Abstract
Low-rise buildings with thin Reinforced Concrete (RC) walls that do not comply with the minimum web shear
reinforcement prescribed by current earthquake-resistant codes can be found in some Latin American countries.
Previous experimental studies evidence that Carbon Fiber Reinforced Polymers (CFRP) strips may be used to
retrofit RC walls for shear forces. The two models available in the literature to predict the contribution of CFRP
to the shear strength of RC walls exclude key variables for assessing the seismic performance of lightlyreinforced concrete walls retrofitted with CFRP. In this research, a model for predicting the contribution of
CFRP to the shear strength of lightly-reinforced concrete panels is initially developed.

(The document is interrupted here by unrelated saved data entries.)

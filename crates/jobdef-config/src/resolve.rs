//! Flattening a job and its ancestors into a descriptor.
//!
//! Merge rules, applied from the root of the chain down to the job:
//! - `description`, `timeout`: nearest value wins
//! - `vars`: deep merge, the child's keys override
//! - `required-projects`: union keyed by project name, the child's checkout wins
//! - `roles`: union in order of first appearance
//! - `run`: the job's own
//! - `post-run`: the job's own first, then each ancestor's
//!
//! External ancestors contribute nothing but are listed in the inheritance.

use crate::registry::Ancestor;
use crate::{ConfigError, ConfigResult, JobRegistry, VariableContext};
use jobdef_core::{JobDefinition, JobDescriptor, PlaybookPath, ProjectRef, RoleBinding};
use serde_json::Value;
use std::collections::BTreeMap;
use std::time::Duration;
use tracing::debug;

/// Resolve a loaded job into its descriptor.
pub fn resolve(
    registry: &JobRegistry,
    name: &str,
    ctx: &VariableContext,
    default_timeout: Duration,
) -> ConfigResult<JobDescriptor> {
    let chain = registry.ancestors(name)?;
    let inheritance: Vec<String> = chain.iter().map(|a| a.name().to_string()).collect();

    let defined: Vec<&JobDefinition> = chain
        .iter()
        .filter_map(|a| match a {
            Ancestor::Defined(job) => Some(*job),
            Ancestor::External(_) => None,
        })
        .collect();
    let Some(job) = defined.first().copied() else {
        return Err(ConfigError::UnknownJob(name.to_string()));
    };

    let description = defined.iter().find_map(|j| j.description.clone());
    let timeout = defined
        .iter()
        .find_map(|j| j.timeout)
        .unwrap_or(default_timeout);

    let mut vars = BTreeMap::new();
    let mut required_projects: Vec<ProjectRef> = Vec::new();
    let mut roles: Vec<RoleBinding> = Vec::new();

    for ancestor in defined.iter().rev() {
        for (key, value) in &ancestor.vars {
            merge_var(&mut vars, key, value);
        }
        for project in &ancestor.required_projects {
            match required_projects.iter_mut().find(|p| p.name == project.name) {
                Some(existing) => {
                    if project.override_checkout.is_some() {
                        existing.override_checkout = project.override_checkout.clone();
                    }
                }
                None => required_projects.push(project.clone()),
            }
        }
        for role in &ancestor.roles {
            if !roles.contains(role) {
                roles.push(role.clone());
            }
        }
    }

    let ctx = ctx.for_job(&job.name, job.parent.as_deref(), &vars);
    for (key, value) in &vars {
        if let Value::String(s) = value {
            for unresolved in ctx.unresolved(s) {
                debug!(job = %job.name, var = %key, reference = %unresolved, "unresolved variable");
            }
        }
    }

    let run = interpolate_playbook(&ctx, &job.run, "run", &job.name)?;
    let post_run = defined
        .iter()
        .filter_map(|j| j.post_run.as_ref())
        .map(|p| interpolate_playbook(&ctx, p, "post-run", &job.name))
        .collect::<ConfigResult<Vec<_>>>()?;

    Ok(JobDescriptor {
        name: job.name.clone(),
        description: description.map(|d| ctx.interpolate(&d)),
        inheritance,
        required_projects,
        timeout,
        roles,
        vars: ctx.interpolate_map(&vars),
        run,
        post_run,
    })
}

/// Resolve every loaded job, sorted by name.
pub fn resolve_all(
    registry: &JobRegistry,
    ctx: &VariableContext,
    default_timeout: Duration,
) -> ConfigResult<Vec<JobDescriptor>> {
    registry
        .names()
        .map(|name| resolve(registry, name, ctx, default_timeout))
        .collect()
}

fn merge_var(target: &mut BTreeMap<String, Value>, key: &str, value: &Value) {
    if let (Some(Value::Object(existing)), Value::Object(incoming)) = (target.get_mut(key), value) {
        for (k, v) in incoming {
            merge_value(existing, k, v);
        }
        return;
    }
    target.insert(key.to_string(), value.clone());
}

// Nested mappings merge recursively; anything else is replaced.
fn merge_value(target: &mut serde_json::Map<String, Value>, key: &str, value: &Value) {
    match (target.get_mut(key), value) {
        (Some(Value::Object(existing)), Value::Object(incoming)) => {
            for (k, v) in incoming {
                merge_value(existing, k, v);
            }
        }
        _ => {
            target.insert(key.to_string(), value.clone());
        }
    }
}

fn interpolate_playbook(
    ctx: &VariableContext,
    playbook: &PlaybookPath,
    field: &str,
    job: &str,
) -> ConfigResult<PlaybookPath> {
    let interpolated = ctx.interpolate(playbook.as_str());
    if interpolated == playbook.as_str() {
        return Ok(playbook.clone());
    }
    PlaybookPath::new(interpolated).map_err(|e| {
        ConfigError::invalid(format!("{} of job '{}'", field, job), e.to_string())
    })
}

A model to correlate the
contribution of CFRP to shear strength of lightly-reinforced concrete panels with that of thin and lightlyreinforced concrete walls is also proposed. The experimental program includes cyclic diagonal compression
tests on fourteen lightly-reinforced concrete panels: one plain concrete panel and thirteen panels reinforced
internally with web shear reinforcement-ratio equal to 0.11%; twelve retrofitted with CFRP, and one RC panel
retrofitted with a concrete overlay conventionally reinforced with a welded-wire mesh. The CFRP
configuration were diagonal or horizontal with one strip, and diagonal or horizontal with three strips. Three
volumetric ratios of CFRP were studied in this research: 0.02%, 0.06% and 0.09%. The effectiveness of the
configuration and volumetric-ratio of CFRP on performance of retrofitted panels was evaluated in terms of
cracking patterns, failure modes, shear strength and energy dissipation capacity obtained from shear-strain
curves measured during cyclic diagonal compression tests. The model proposed to predict the contribution of
CFRP to the peak shear strength of retrofitted lightly-reinforced concrete panels depends on the properties,
volumetric ratio and configuration of CFRP on the panel.